** Work instruction **
The records that follow are to be repeated exactly, in full.

○ ○ ○ ○ ○

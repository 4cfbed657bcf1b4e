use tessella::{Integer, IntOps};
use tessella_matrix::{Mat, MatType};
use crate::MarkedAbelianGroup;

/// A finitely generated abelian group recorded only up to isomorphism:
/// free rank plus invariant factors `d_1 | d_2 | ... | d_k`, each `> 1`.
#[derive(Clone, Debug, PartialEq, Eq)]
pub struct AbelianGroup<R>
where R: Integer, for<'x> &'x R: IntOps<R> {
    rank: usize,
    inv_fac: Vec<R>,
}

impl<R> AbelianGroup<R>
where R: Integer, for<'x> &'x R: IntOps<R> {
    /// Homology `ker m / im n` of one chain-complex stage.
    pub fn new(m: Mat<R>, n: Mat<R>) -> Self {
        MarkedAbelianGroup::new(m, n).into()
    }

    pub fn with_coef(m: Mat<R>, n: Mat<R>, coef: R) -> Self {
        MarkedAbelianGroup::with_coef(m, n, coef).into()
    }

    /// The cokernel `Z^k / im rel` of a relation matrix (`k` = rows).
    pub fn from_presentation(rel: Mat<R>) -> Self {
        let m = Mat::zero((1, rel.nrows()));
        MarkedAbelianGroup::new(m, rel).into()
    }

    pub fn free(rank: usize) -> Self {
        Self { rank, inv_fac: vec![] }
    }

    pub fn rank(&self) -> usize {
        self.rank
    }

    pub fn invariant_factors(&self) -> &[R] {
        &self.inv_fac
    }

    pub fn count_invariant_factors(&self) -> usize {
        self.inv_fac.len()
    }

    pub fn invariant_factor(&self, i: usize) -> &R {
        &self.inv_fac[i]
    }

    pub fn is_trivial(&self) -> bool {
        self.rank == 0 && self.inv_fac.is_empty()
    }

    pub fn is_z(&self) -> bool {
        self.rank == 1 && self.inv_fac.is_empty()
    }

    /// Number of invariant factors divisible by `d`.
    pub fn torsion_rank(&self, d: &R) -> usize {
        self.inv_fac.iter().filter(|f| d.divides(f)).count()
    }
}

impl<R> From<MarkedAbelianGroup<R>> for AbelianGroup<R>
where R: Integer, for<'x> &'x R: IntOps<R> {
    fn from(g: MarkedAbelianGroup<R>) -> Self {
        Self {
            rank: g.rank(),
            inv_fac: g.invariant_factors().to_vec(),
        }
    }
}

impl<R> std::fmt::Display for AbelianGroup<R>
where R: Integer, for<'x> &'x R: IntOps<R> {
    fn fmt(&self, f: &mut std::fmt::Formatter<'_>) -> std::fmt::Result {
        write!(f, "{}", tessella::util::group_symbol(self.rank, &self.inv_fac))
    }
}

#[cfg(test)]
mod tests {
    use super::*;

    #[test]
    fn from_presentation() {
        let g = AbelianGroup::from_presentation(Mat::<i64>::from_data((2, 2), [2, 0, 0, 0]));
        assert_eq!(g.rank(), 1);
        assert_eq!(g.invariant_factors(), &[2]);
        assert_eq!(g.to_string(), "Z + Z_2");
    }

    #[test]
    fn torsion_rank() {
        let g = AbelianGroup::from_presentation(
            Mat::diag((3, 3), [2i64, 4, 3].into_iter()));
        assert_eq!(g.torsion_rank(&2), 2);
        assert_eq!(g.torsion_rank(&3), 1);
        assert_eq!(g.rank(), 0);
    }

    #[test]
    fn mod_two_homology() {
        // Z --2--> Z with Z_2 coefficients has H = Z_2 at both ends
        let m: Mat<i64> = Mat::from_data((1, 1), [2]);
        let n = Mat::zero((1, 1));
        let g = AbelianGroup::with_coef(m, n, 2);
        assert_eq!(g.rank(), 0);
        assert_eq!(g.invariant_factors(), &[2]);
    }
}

○ ○ ○ ○ ○

** Output of the exercise **
repository 4cfbed657bcf1b4e
use tessella::{Integer, IntOps};
use tessella_matrix::{Mat, MatType};
use crate::MarkedAbelianGroup;

/// A finitely generated abelian group recorded only up to isomorphism:
/// free rank plus invariant factors `d_1 | d_2 | ... | d_k`, each `> 1`.
#[derive(Clone, Debug, PartialEq, Eq)]
pub struct AbelianGroup<R>
where R: Integer, for<'x> &'x R: IntOps<R> {
    rank: usize,
    inv_fac: Vec<R>,
}

impl<R> AbelianGroup<R>
where R: Integer, for<'x> &'x R: IntOps<R> {
    /// Homology `ker m / im n` of one chain-complex stage.
    pub fn new(m: Mat<R>, n: Mat<R>) -> Self {
        MarkedAbelianGroup::new(m, n).into()
    }

    pub fn with_coef(m: Mat<R>, n: Mat<R>, coef: R) -> Self {
        MarkedAbelianGroup::with_coef(m, n, coef).into()
    }

    /// The cokernel `Z^k / im rel` of a relation matrix (`k` = rows).
    pub fn from_presentation(rel: Mat<R>) -> Self {
        let m = Mat::zero((1, rel.nrows()));
        MarkedAbelianGroup::new(m, rel).into()
    }

    pub fn free(rank: usize) -> Self {
        Self { rank, inv_fac: vec![] }
    }

    pub fn rank(&self) -> usize {
        self.rank
    }

    pub fn invariant_factors(&self) -> &[R] {
        &self.inv_fac
    }

    pub fn count_invariant_factors(&self) -> usize {
        self.inv_fac.len()
    }

    pub fn invariant_factor(&self, i: usize) -> &R {
        &self.inv_fac[i]
    }

    pub fn is_trivial(&self) -> bool {
        self.rank == 0 && self.inv_fac.is_empty()
    }

    pub fn is_z(&self) -> bool {
        self.rank == 1 && self.inv_fac.is_empty()
    }

    /// Number of invariant factors divisible by `d`.
    pub fn torsion_rank(&self, d: &R) -> usize {
        self.inv_fac.iter().filter(|f| d.divides(f)).count()
    }
}

impl<R> From<MarkedAbelianGroup<R>> for AbelianGroup<R>
where R: Integer, for<'x> &'x R: IntOps<R> {
    fn from(g: MarkedAbelianGroup<R>) -> Self {
        Self {
            rank: g.rank(),
            inv_fac: g.invariant_factors().to_vec(),
        }
    }
}

impl<R> std::fmt::Display for AbelianGroup<R>
where R: Integer, for<'x> &'x R: IntOps<R> {
    fn fmt(&self, f: &mut std::fmt::Formatter<'_>) -> std::fmt::Result {
        write!(f, "{}", tessella::util::group_symbol(self.rank, &self.inv_fac))
    }
}

#[cfg(test)]
mod tests {
    use super::*;

    #[test]
    fn from_presentation() {
        let g = AbelianGroup::from_presentation(Mat::<i64>::from_data((2, 2), [2, 0, 0, 0]));
        assert_eq!(g.rank(), 1);
        assert_eq!(g.invariant_factors(), &[2]);
        assert_eq!(g.to_string(), "Z + Z_2");
    }

    #[test]
    fn torsion_rank() {
        let g = AbelianGroup::from_presentation(
            Mat::diag((3, 3), [2i64, 4, 3].into_iter()));
        assert_eq!(g.torsion_rank(&2), 2);
        assert_eq!(g.torsion_rank(&3), 1);
        assert_eq!(g.rank(), 0);
    }

    #[test]
    fn mod_two_homology() {
        // Z --2--> Z with Z_2 coefficients has H = Z_2 at both ends
        let m: Mat<i64> = Mat::from_data((1, 1), [2]);
        let n = Mat::zero((1, 1));
        let g = AbelianGroup::with_coef(m, n, 2);
        assert_eq!(g.rank(), 0);
        assert_eq!(g.invariant_factors(), &[2]);
    }
}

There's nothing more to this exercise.